Um caso de reencarnação, por Jordi Griera. Pt

Um caso de reencarnação, por Jordi Griera.

Jordi Griera Roig.«Vent d‘alliberament, guia per a viure lliure i conscient» («Vento de libertação, guia para viver livre e consciente»). 3ª edição. Capa. Catalão.A mãe dos meus filhos, Mariona, tinha sonhos recorrentes desde que nos casáramos, há quinze anos. Pela manhã, ela dizia-me: «esta noite tive um desses sonhos» e contava-me. Eram de um realismo invulgar, não era sempre o mesmo, mas tinham elementos comuns que os situavam em ambientes de séculos atrás.

Em uns, ela levava umas cartas secretas por ruas desertas, de noite e sem luz; acreditava que eram para uns conspiradores, porque se escondia. Noutros, via uma cripta de uma catedral com estátuas de mármore branco, ou via-se a descer escadas para entrar numa igreja românica grande e escura, adornada com uns damascos extraordinariamente ricos; ou estava num claustro, ou numa peregrinação a pé pela margem de um rio, com asnos e vestida «muito antiga e simples», atravessando o rio, dormindo numa gruta no caminho, passando perto de um vulcão inativo, etc.. Outras noites sonhava que ia pelas ruas de uma aldeia com casas de cor ocre, como as do Piemonte ou Lombardia. Também me lembro de ela falar de uma ermida dedicada à Santíssima Trindade, situada num vale entre três colinas.

Naquele ano, propus-lhe ir de férias à procura de um lugar que se parecesse com os seus sonhos. Como via um vulcão, o primeiro lugar em que pensámos foi Santa Pau, na Garrotxa catalã. Fomos, mas não encontrámos nenhum dos outros elementos; o mosteiro de Ripoll é uma joia, mas é muito mais pequeno do que aquela grande igreja românica do seu sonho, e nas igrejas daqui sobe-se, não se descem escadas para entrar nelas.
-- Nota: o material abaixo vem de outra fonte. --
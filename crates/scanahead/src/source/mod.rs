//! Token sources: the narrow capability surface the lookahead engine reads
//! from, plus the sources and decorators shipped with the crate.
//!
//! A [`TokenSource`] behaves like a cursor. `advance()` moves to the next
//! token, and the accessors describe that token until the next `advance()`.
//! The accessors borrow from the source, so the borrow checker rules out
//! holding a token across an advance; anything that must outlive a step has to
//! be copied, which is exactly what [`AheadScanner`] does.
//!
//! Sequence numbers are part of the contract. A decorator that drops tokens
//! (such as [`OnlyMatching`](rule::OnlyMatching)) must report the inner
//! source's sequence number unchanged, otherwise run detection downstream can
//! no longer see the gaps left by dropped tokens.

pub(crate) mod iter;
#[cfg(feature = "std")]
pub(crate) mod reader;
pub(crate) mod rule;
pub(crate) mod split;

use alloc::{boxed::Box, string::String};

use self::rule::{OnlyMatching, OnlyNonMatching, Rewrite, RuleSource};
use crate::{AheadScanner, BufferLimits, RuleError, ScanError};

/// A sequential, pull-based source of tokens.
pub trait TokenSource {
    /// Moves to the next token.
    ///
    /// Returns `false` at end of input or when the source halted on an error;
    /// [`error`](Self::error) tells the two apart.
    fn advance(&mut self) -> bool;

    /// Text of the current token.
    fn text(&self) -> &str;

    /// Raw bytes of the current token.
    fn bytes(&self) -> &[u8];

    /// Whether the current token satisfies the source's match rule.
    fn is_match(&self) -> bool;

    /// 1-based number of tokens produced so far; 0 before the first token.
    fn sequence_number(&self) -> u64;

    /// The error that halted the source, if any. Sticky once set.
    fn error(&self) -> Option<&ScanError>;

    /// Reconfigures buffer sizes. Call it before the first `advance`; later
    /// calls only affect buffers allocated or grown afterwards.
    fn set_buffer_limits(&mut self, limits: BufferLimits);
}

impl<S: TokenSource + ?Sized> TokenSource for &mut S {
    #[inline]
    fn advance(&mut self) -> bool {
        (**self).advance()
    }

    #[inline]
    fn text(&self) -> &str {
        (**self).text()
    }

    #[inline]
    fn bytes(&self) -> &[u8] {
        (**self).bytes()
    }

    #[inline]
    fn is_match(&self) -> bool {
        (**self).is_match()
    }

    #[inline]
    fn sequence_number(&self) -> u64 {
        (**self).sequence_number()
    }

    #[inline]
    fn error(&self) -> Option<&ScanError> {
        (**self).error()
    }

    #[inline]
    fn set_buffer_limits(&mut self, limits: BufferLimits) {
        (**self).set_buffer_limits(limits);
    }
}

impl<S: TokenSource + ?Sized> TokenSource for Box<S> {
    #[inline]
    fn advance(&mut self) -> bool {
        (**self).advance()
    }

    #[inline]
    fn text(&self) -> &str {
        (**self).text()
    }

    #[inline]
    fn bytes(&self) -> &[u8] {
        (**self).bytes()
    }

    #[inline]
    fn is_match(&self) -> bool {
        (**self).is_match()
    }

    #[inline]
    fn sequence_number(&self) -> u64 {
        (**self).sequence_number()
    }

    #[inline]
    fn error(&self) -> Option<&ScanError> {
        (**self).error()
    }

    #[inline]
    fn set_buffer_limits(&mut self, limits: BufferLimits) {
        (**self).set_buffer_limits(limits);
    }
}

/// Fluent composition of sources, decorators and the lookahead engine.
///
/// ```rust
/// use scanahead::{IterSource, SourceExt};
///
/// let mut scanner = IterSource::new(["# a", "b", "# c"])
///     .filter(|token: &[u8]| Ok(token.starts_with(b"#")))
///     .ahead();
/// assert!(scanner.advance());
/// assert_eq!((scanner.sequence_number(), scanner.text()), (1, "# a"));
/// assert!(scanner.advance());
/// assert_eq!((scanner.sequence_number(), scanner.text()), (3, "# c"));
/// assert!(scanner.is_last());
/// ```
pub trait SourceExt: TokenSource + Sized {
    /// Flags each token with the result of `rule`.
    fn with_rule<F>(self, rule: F) -> RuleSource<Self, F>
    where
        F: FnMut(&[u8]) -> Result<bool, RuleError>,
    {
        RuleSource::new(self, rule)
    }

    /// Skips tokens that do not match.
    fn only_matching(self) -> OnlyMatching<Self> {
        OnlyMatching::new(self)
    }

    /// Skips tokens that match.
    fn only_non_matching(self) -> OnlyNonMatching<Self> {
        OnlyNonMatching::new(self)
    }

    /// Keeps only the tokens accepted by `rule`.
    fn filter<F>(self, rule: F) -> OnlyMatching<RuleSource<Self, F>>
    where
        F: FnMut(&[u8]) -> Result<bool, RuleError>,
    {
        rule::filter(self, rule)
    }

    /// Flags each token and replaces its text with the output of `rule`.
    fn rewrite<F>(self, rule: F) -> Rewrite<Self, F>
    where
        F: FnMut(&str, &mut String) -> bool,
    {
        Rewrite::new(self, rule)
    }

    /// Wraps the source in a lookahead engine.
    fn ahead(self) -> AheadScanner<Self> {
        AheadScanner::new(self)
    }
}

impl<S: TokenSource> SourceExt for S {}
Visitámos as ruínas de São Pedro de Roda, uma inverosímil catedral no topo da Albera, onde os Pirenéus tocam o Mediterrâneo, e da qual Alexandre Deulofeu disse que foi o primeiro templo românico da Europa. Também não era a igreja.
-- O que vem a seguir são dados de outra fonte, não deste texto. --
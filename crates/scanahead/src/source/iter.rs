use alloc::{string::String, vec::Vec};

use bstr::ByteSlice;

use crate::{BufferLimits, ScanError, TokenSource};

/// In-memory token source over an iterator of tokens.
///
/// Every token matches, as with a plain reader. Tokens are copied into an
/// internal buffer, so the iterator may yield temporaries. A token longer
/// than [`BufferLimits::max`] halts the source with
/// [`ScanError::TokenTooLong`]. Text of tokens that are not valid UTF-8 is
/// decoded lossily; [`bytes`](TokenSource::bytes) stay exact.
///
/// ```rust
/// use scanahead::{IterSource, TokenSource};
///
/// let mut source = IterSource::new(["a", "b"]);
/// assert!(source.advance());
/// assert_eq!((source.sequence_number(), source.text()), (1, "a"));
/// ```
#[derive(Debug)]
pub struct IterSource<I> {
    tokens: I,
    limits: BufferLimits,
    bytes: Vec<u8>,
    text: String,
    sequence_number: u64,
    matched: bool,
    done: bool,
    err: Option<ScanError>,
}

impl<I> IterSource<I>
where
    I: Iterator,
    I::Item: AsRef<[u8]>,
{
    /// Creates a source yielding the items of `tokens` in order.
    pub fn new<T>(tokens: T) -> Self
    where
        T: IntoIterator<IntoIter = I>,
    {
        Self {
            tokens: tokens.into_iter(),
            limits: BufferLimits::default(),
            bytes: Vec::new(),
            text: String::new(),
            sequence_number: 0,
            matched: false,
            done: false,
            err: None,
        }
    }
}

impl<I> TokenSource for IterSource<I>
where
    I: Iterator,
    I::Item: AsRef<[u8]>,
{
    fn advance(&mut self) -> bool {
        self.matched = false;
        self.bytes.clear();
        self.text.clear();
        if self.done {
            return false;
        }
        let Some(token) = self.tokens.next() else {
            self.done = true;
            return false;
        };
        let token = token.as_ref();
        if token.len() > self.limits.max {
            self.err = Some(ScanError::TokenTooLong {
                max: self.limits.max,
            });
            self.done = true;
            return false;
        }
        self.bytes.extend_from_slice(token);
        self.text.push_str(&token.to_str_lossy());
        self.sequence_number += 1;
        self.matched = true;
        true
    }

    fn text(&self) -> &str {
        &self.text
    }

    fn bytes(&self) -> &[u8] {
        &self.bytes
    }

    fn is_match(&self) -> bool {
        self.matched
    }

    fn sequence_number(&self) -> u64 {
        self.sequence_number
    }

    fn error(&self) -> Option<&ScanError> {
        self.err.as_ref()
    }

    fn set_buffer_limits(&mut self, limits: BufferLimits) {
        self.limits = limits.normalized();
        self.bytes.reserve(self.limits.initial);
    }
}
/// Default initial size of a token buffer, in bytes.
pub(crate) const START_BUF_SIZE: usize = 4096;

/// Default maximum size of a token buffer, in bytes.
pub(crate) const MAX_TOKEN_SIZE: usize = 64 * 1024;

/// Buffer sizing shared by token sources and the lookahead engine.
///
/// A source allocates `initial` bytes up front and may grow its buffer up to
/// `max` bytes while looking for the end of a token. A token that does not
/// fit in `max` bytes halts the source with
/// [`ScanError::TokenTooLong`](crate::ScanError::TokenTooLong).
///
/// [`AheadScanner`](crate::AheadScanner) mirrors the limits into its own
/// token copies, so wrapping a source does not change which tokens fit.
///
/// # Examples
///
/// ```rust
/// use scanahead::BufferLimits;
///
/// let limits = BufferLimits::new(5, 2);
/// // `max` never drops below `initial`.
/// assert_eq!(limits.max, 5);
/// ```
///
/// # Default
///
/// `initial` is 4 KiB, `max` is 64 KiB.
#[derive(Debug, Clone, Copy, PartialEq, Eq)]
#[cfg_attr(feature = "serde", derive(serde::Serialize, serde::Deserialize))]
pub struct BufferLimits {
    /// Size of the first buffer allocation, in bytes.
    pub initial: usize,

    /// Largest size the buffer may grow to, in bytes.
    ///
    /// Always at least `initial` once normalized.
    pub max: usize,
}

impl BufferLimits {
    /// Creates limits, raising `max` to `initial` when it is smaller.
    #[must_use]
    pub const fn new(initial: usize, max: usize) -> Self {
        Self {
            initial,
            max: if max < initial { initial } else { max },
        }
    }

    /// Returns a copy with `max` raised to at least `initial`.
    #[must_use]
    pub const fn normalized(self) -> Self {
        Self::new(self.initial, self.max)
    }
}

impl Default for BufferLimits {
    fn default() -> Self {
        Self {
            initial: START_BUF_SIZE,
            max: MAX_TOKEN_SIZE,
        }
    }
}

#[cfg(test)]
mod tests {
    use super::*;

    #[test]
    fn default_limits() {
        let limits = BufferLimits::default();
        assert_eq!(limits.initial, 4096);
        assert_eq!(limits.max, 64 * 1024);
    }

    #[test]
    fn max_raised_to_initial() {
        assert_eq!(BufferLimits::new(5, 2), BufferLimits { initial: 5, max: 5 });
        assert_eq!(BufferLimits { initial: 8, max: 1 }.normalized().max, 8);
        assert_eq!(BufferLimits::new(2, 16).max, 16);
    }
}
Então pensámos em Itália; há vulcões, não só o Vesúvio, e existem as casas de cor ocre. Organizámos uma viagem para lá com uma caravana nova e levámos os nossos três filhos. Em Ventimiglia ou Portofino vimos ruas como as dos seus sonhos, os da «série ocre», que se podiam ter situado em cidades italianas do século XVIII. Não encontrámos em Itália igrejas românicas do tamanho nem com as características das dos sonhos «de igrejas e vulcões».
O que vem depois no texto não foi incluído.